Yihui didn’t answer with words. Instead, her expression slowly tightened until every part of her seemed to frown.
“Has my brother been awful to you?” Emma pressed. She would welcome a chance to vent righteous indignation.
But Yihui shook her head. When she spoke, her words came carefully. “In China, my life was not happy. I wanted to escape. But there, I knew my place. I knew what to do and how to get what I wanted in small things.” She looked down at her hands. “Here, I am grateful and confused.”
No doubt. Emmaline couldn’t imagine what it would be like to leave everything she knew. Not even the language was the same. “Does Max want you to do something you don’t want?”
Yihui’s eyes widened, and it seemed like she would deny it, but in the end, she said, “Prinny wishes us to wed.”
Yes, she’d heard that command, but she’d forgotten it beneath the weight of her other…experiences. At least she could put Yihui’s mind at ease on that matter. She patted the woman’s hand.
“Don’t worry. Prinny doesn’t really mean it. Everyone knows Max can’t marry you. He will be a duke one day, and he won’t be allowed to marry a foreigner. Even a Chinese princess.” Emmatried to smile reassuringly at Yihui, but the woman looked even sadder than before. “He’s being confusing, isn’t it?”
“He has told me what he wants.”
“Yes?”
“We are to pretend great love—”
“And then you’ll cry off.” She threw up her hands. “I hate all this nonsense. You should not be forced to wed by royal command. He should not have to go through an elaborate pretense just to soothe Prinny’s temper. And you should be able to have a life free of the demands of ridiculous men.”
Emma knew she was speaking of herself more than Yihui. She was so sick of having her life defined by men. Her father’s moods had always dominated the household, even when she was a child. Then, in her adolescence, her mother made every moment about how Emmaline should catch a husband. And now, she’d just come to terms with how many years she’d wasted waiting for Christopher to look her way. Well, now she knew the truth. He would never offer for her, and she had best see to her own amusements.
She had Yihui to thank for that decision. The woman was a model of strength and courage. Characteristics that Emmaline sorely lacked while she pined for a man who’d made his position clear a decade ago. She’d just refused to see it. Honestly, it was embarrassing how weak she was compared to Yihui, and she resolved to be more like their foreign guest.
So she leaned forward until she and Yihui were eye to eye. She wanted both of them to hear her question loud and clear. And give an equally bold answer.

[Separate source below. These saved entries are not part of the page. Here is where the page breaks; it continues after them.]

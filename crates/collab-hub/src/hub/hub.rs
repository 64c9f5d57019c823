//! Hub
//!
//! Routes connections to their document room, creating rooms on first join
//! and dropping them when the last member leaves. Uses `DashMap` for
//! concurrent access; a room is only ever removed from the map together with
//! an identity check, so a replacement room is never evicted by mistake.

use crate::broadcast::{ChangeBroadcaster, DeliveryReport};
use crate::connection::{Connection, ConnectionState};
use crate::presence::{LeaveOutcome, SectionChange};
use crate::room::{DocumentRoom, RoomError};
use crate::types::{DocumentId, Section, SessionId};
use collab_common::{HubConfig, Identity, PresenceSnapshot, ServerMessage};
use dashmap::DashMap;
use std::sync::Arc;
use tokio::sync::mpsc;

/// Registry of document rooms
pub struct Hub {
    rooms: DashMap<DocumentId, Arc<DocumentRoom>>,
    broadcaster: ChangeBroadcaster,
    heartbeat_interval_ms: u64,
}

impl Hub {
    /// Create a new hub
    #[must_use]
    pub fn new(config: &HubConfig) -> Self {
        Self {
            rooms: DashMap::new(),
            broadcaster: ChangeBroadcaster::new(config.exclude_origin),
            heartbeat_interval_ms: config.heartbeat_interval_ms,
        }
    }

    /// Create a new hub wrapped in Arc
    #[must_use]
    pub fn new_shared(config: &HubConfig) -> Arc<Self> {
        Arc::new(Self::new(config))
    }

    /// Open a connection for an authenticated identity and attach it to the
    /// document's room
    ///
    /// The connection's first queued frame is `hello`, followed by the
    /// presence snapshot produced by the join.
    ///
    /// # Errors
    /// Only if the connection is closed while it is being attached.
    pub fn route_connect(
        &self,
        document_id: DocumentId,
        identity: Identity,
        section: Section,
        sender: mpsc::Sender<ServerMessage>,
    ) -> Result<Arc<Connection>, RoomError> {
        let connection = Connection::new(SessionId::generate(), document_id, identity, sender);
        connection.transition(ConnectionState::Authenticated);
        connection.deliver(ServerMessage::Hello {
            session_id: connection.session_id().to_string(),
            heartbeat_interval: self.heartbeat_interval_ms,
        });

        if let Err(e) = self.attach(&connection, section) {
            connection.close();
            return Err(e);
        }
        Ok(connection)
    }

    /// Join `connection` to its document's room, retrying when the room it
    /// found was torn down in the meantime
    fn attach(&self, connection: &Arc<Connection>, section: Section) -> Result<u64, RoomError> {
        let document_id = connection.document_id();
        loop {
            let room = Arc::clone(
                self.rooms
                    .entry(document_id.clone())
                    .or_insert_with(|| {
                        Arc::new(DocumentRoom::new(document_id.clone(), self.broadcaster.clone()))
                    })
                    .value(),
            );

            match room.join(connection, section.clone()) {
                Err(RoomError::Closed(_)) => {
                    tracing::debug!(
                        document_id = %document_id,
                        session_id = %connection.session_id(),
                        "Room closed during join, retrying"
                    );
                    self.rooms.remove_if(document_id, |_, current| Arc::ptr_eq(current, &room));
                }
                result => return result,
            }
        }
    }

    /// Forward a section change to the connection's room
    pub fn change_section(&self, connection: &Connection, section: Section) -> SectionChange {
        match self.room(connection.document_id()) {
            Some(room) => room.change_section(connection.session_id(), section),
            None => SectionChange::NotMember,
        }
    }

    /// Remove a connection from its room and close it
    ///
    /// Safe to call any number of times; only the first call has an effect.
    /// An emptied room is dropped from the registry.
    pub fn disconnect(&self, connection: &Connection) -> LeaveOutcome {
        let document_id = connection.document_id();
        let outcome = match self.room(document_id) {
            Some(room) => {
                let outcome = room.leave(connection.session_id());
                if outcome == LeaveOutcome::Emptied {
                    self.rooms.remove_if(document_id, |_, current| Arc::ptr_eq(current, &room));
                    tracing::debug!(document_id = %document_id, "Room removed");
                }
                outcome
            }
            None => LeaveOutcome::NotMember,
        };

        if connection.close() {
            tracing::info!(
                session_id = %connection.session_id(),
                document_id = %document_id,
                lifetime_ms = u64::try_from(connection.age().as_millis()).unwrap_or(u64::MAX),
                dropped = connection.dropped_count(),
                "Connection closed"
            );
        }
        outcome
    }

    /// Tell the document's members that `table` changed
    ///
    /// No room means nobody is listening; the call is a no-op.
    pub fn notify_mutation(
        &self,
        document_id: &DocumentId,
        table: &str,
        origin: Option<SessionId>,
    ) -> DeliveryReport {
        match self.room(document_id) {
            Some(room) => room.publish_change(table, origin),
            None => {
                tracing::trace!(document_id = %document_id, table, "No room for change notification");
                DeliveryReport::default()
            }
        }
    }

    /// Current presence of a document, if it has a room
    pub fn presence(&self, document_id: &DocumentId) -> Option<(u64, PresenceSnapshot)> {
        self.room(document_id).map(|room| room.presence())
    }

    /// Get a room by document id
    pub fn room(&self, document_id: &DocumentId) -> Option<Arc<DocumentRoom>> {
        self.rooms.get(document_id).map(|r| Arc::clone(r.value()))
    }

    pub fn has_room(&self, document_id: &DocumentId) -> bool {
        self.rooms.contains_key(document_id)
    }

    /// Number of live rooms
    pub fn room_count(&self) -> usize {
        self.rooms.len()
    }

    /// Number of connections across all rooms
    pub fn connection_count(&self) -> usize {
        self.rooms.iter().map(|r| r.value().connection_count()).sum()
    }
}

impl std::fmt::Debug for Hub {
    fn fmt(&self, f: &mut std::fmt::Formatter<'_>) -> std::fmt::Result {
        f.debug_struct("Hub")
            .field("rooms", &self.rooms.len())
            .field("exclude_origin", &self.broadcaster.excludes_origin())
            .finish()
    }
}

“What do you want?” she asked.
Yihui bit her lip. “He will not marry me?”
“No. You are free of that, but he will see you established however you want.”
She watched as Yihui absorbed the information. If she collapsed a little as she thought, then that was to be expected, wasn’t it? Forging one’s own path was difficult, even for a man. But in the end, her gaze found the jars of herbs.
“I will make medicines for your mother and others like her. I will be an apothecary.” Her words grew stronger as she spoke. “I always thought I’d do it in my father’s shop.”
“And now it will be your own shop.” She smiled as she gripped Yihui’s fingers. “Hold on to that dream, Yihui. If you’re to go through this elaborate charade for Max’s sake, then make sure every moment of your time is paid for with a step toward your own dream.”
“What do you mean?”
She wasn’t exactly sure, but the plan formed in her mind even as she spoke it aloud. “You will have to go to parties soon. You have been seen in public, yes? My maid said you went out on your pony.”
Yihui nodded. “We spoke with several people.”
“That means you’ll be invited to parties. I expect the invitations are already arriving. Everyone will want to meet you. That means gowns, polite conversation, and, well, you won’t be dancing but can you sing or play an instrument?”
Yihui shook her head. “No. Not even Chinese ones.”
Right. She hadn’t thought that the Chinese would have different kinds of instruments than they did, but she supposed that made sense.
“Can you paint? I know you can use a brush.”
“All I have ever done is work in my father’s shop and help my brothers with their studies.” She looked at Emma with a kind of panic in her eyes. “Must all English women sing and dance? Or paint?”
“In our set, yes. Those are the outward graces. Everyone expects you to excel at one or another.” She rolled her eyes. “Thehidden graces are the ones that manage a household and know how to hostess a party. We’re to support our husbands in their endeavors and the height of talent is to appear as if you did nothing at all.” She clenched her hands together. “How I wish I had something to claim as my own! Something that I’m good at.”
Which was to say she was a disappointment in all the feminine graces. Certainly, she danced without tripping, and she spoke French in the usual way of polite conversation, but all the great talents had escaped her. She looked longingly at the array of jars.